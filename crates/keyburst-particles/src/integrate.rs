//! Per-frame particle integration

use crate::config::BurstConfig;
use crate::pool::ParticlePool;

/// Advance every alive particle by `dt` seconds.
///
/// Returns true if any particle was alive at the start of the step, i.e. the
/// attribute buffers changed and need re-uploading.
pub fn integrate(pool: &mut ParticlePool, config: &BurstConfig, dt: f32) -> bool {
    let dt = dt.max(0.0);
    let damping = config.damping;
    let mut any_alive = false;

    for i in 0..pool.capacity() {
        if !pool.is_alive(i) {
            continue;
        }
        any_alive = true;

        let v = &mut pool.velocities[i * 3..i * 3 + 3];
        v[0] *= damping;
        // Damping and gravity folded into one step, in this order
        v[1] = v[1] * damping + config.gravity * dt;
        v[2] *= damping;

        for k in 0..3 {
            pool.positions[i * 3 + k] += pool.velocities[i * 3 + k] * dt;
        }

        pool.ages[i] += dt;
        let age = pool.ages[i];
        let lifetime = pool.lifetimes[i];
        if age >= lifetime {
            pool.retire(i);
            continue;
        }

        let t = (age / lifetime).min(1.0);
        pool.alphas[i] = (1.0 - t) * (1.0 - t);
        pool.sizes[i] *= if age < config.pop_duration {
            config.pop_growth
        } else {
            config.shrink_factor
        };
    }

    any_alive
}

* * *

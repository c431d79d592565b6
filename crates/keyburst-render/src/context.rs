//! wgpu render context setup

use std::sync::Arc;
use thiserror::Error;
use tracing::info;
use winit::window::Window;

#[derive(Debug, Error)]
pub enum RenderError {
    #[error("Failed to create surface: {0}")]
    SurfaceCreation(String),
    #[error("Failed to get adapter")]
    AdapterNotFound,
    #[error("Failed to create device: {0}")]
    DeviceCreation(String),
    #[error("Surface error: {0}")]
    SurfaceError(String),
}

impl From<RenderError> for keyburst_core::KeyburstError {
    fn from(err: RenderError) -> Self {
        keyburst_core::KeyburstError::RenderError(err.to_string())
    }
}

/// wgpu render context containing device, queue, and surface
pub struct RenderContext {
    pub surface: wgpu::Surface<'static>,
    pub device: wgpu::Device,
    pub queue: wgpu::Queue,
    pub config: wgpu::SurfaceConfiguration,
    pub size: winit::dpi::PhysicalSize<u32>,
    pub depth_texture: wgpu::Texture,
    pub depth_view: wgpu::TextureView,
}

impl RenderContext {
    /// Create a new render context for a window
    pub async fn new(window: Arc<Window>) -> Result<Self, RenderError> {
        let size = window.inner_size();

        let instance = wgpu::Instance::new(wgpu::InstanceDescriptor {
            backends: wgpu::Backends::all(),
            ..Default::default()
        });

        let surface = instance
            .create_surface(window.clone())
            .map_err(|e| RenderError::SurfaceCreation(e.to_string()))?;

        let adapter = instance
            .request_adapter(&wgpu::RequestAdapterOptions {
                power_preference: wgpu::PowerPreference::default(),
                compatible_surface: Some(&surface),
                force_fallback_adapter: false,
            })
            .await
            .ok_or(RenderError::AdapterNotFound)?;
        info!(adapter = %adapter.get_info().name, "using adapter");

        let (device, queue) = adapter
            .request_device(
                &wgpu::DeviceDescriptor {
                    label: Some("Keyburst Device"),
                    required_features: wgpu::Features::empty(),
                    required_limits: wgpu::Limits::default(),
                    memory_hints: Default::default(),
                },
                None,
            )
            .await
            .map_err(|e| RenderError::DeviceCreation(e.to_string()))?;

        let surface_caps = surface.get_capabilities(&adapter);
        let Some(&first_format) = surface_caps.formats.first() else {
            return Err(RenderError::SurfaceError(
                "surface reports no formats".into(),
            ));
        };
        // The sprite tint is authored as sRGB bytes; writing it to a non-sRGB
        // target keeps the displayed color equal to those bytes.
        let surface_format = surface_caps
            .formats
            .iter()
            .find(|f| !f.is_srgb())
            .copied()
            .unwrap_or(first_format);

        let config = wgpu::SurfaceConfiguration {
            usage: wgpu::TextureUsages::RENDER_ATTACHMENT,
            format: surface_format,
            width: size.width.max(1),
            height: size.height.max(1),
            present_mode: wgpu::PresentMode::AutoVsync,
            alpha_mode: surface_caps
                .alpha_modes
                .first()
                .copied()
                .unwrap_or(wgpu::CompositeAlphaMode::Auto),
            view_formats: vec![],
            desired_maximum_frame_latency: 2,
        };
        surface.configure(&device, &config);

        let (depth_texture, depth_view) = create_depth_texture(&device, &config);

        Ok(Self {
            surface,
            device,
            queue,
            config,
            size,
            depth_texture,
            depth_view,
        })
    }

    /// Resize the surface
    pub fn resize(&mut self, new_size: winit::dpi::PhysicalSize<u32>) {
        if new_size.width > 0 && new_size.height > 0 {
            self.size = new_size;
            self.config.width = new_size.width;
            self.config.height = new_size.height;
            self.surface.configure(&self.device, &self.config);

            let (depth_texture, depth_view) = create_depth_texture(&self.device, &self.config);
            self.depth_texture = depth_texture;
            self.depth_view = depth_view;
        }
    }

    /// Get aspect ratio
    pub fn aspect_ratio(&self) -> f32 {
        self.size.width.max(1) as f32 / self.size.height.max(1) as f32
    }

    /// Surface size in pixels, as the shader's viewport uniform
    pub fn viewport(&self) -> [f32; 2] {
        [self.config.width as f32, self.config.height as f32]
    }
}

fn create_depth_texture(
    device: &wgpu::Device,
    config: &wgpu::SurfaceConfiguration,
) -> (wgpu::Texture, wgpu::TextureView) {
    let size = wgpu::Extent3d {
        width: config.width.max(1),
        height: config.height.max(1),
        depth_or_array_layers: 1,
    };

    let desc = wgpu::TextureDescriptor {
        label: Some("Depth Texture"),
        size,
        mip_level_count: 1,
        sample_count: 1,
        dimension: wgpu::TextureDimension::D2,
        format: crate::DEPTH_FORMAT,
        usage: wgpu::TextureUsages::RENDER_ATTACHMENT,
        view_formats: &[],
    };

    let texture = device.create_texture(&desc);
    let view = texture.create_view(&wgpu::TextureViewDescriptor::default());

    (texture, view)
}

WHAT IS BEING ASKED: Check every line of the entries for the string "Failed". Give only the number of lines that hold it.

ANSWER TO THIS PROBLEM: 3